Saved entries
####

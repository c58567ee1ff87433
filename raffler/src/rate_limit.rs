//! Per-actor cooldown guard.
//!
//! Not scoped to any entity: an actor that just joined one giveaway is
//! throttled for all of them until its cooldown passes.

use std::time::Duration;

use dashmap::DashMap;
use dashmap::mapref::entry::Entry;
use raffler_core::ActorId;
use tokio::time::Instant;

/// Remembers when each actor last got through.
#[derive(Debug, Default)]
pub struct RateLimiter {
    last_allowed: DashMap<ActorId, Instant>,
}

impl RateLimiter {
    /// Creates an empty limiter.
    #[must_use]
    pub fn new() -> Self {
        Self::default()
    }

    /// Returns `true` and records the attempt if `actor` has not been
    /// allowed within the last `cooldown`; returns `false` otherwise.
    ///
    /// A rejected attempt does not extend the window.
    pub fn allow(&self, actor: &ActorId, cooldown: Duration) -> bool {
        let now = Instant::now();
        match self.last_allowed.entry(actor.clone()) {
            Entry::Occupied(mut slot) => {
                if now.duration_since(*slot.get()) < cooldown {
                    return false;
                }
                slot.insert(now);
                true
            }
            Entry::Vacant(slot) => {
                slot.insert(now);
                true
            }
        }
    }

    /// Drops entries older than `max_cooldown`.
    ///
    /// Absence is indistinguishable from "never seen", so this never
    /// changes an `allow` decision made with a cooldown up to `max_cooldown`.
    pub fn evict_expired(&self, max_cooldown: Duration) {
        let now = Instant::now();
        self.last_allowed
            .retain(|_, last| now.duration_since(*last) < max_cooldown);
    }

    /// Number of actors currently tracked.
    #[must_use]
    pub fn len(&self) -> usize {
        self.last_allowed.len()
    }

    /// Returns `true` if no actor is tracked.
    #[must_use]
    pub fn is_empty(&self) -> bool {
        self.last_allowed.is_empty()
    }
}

####

Your goal:
Pull every line containing "ActorId" from the data.

Expected answer:
use raffler_core::ActorId;
    last_allowed: DashMap<ActorId, Instant>,
    pub fn allow(&self, actor: &ActorId, cooldown: Duration) -> bool {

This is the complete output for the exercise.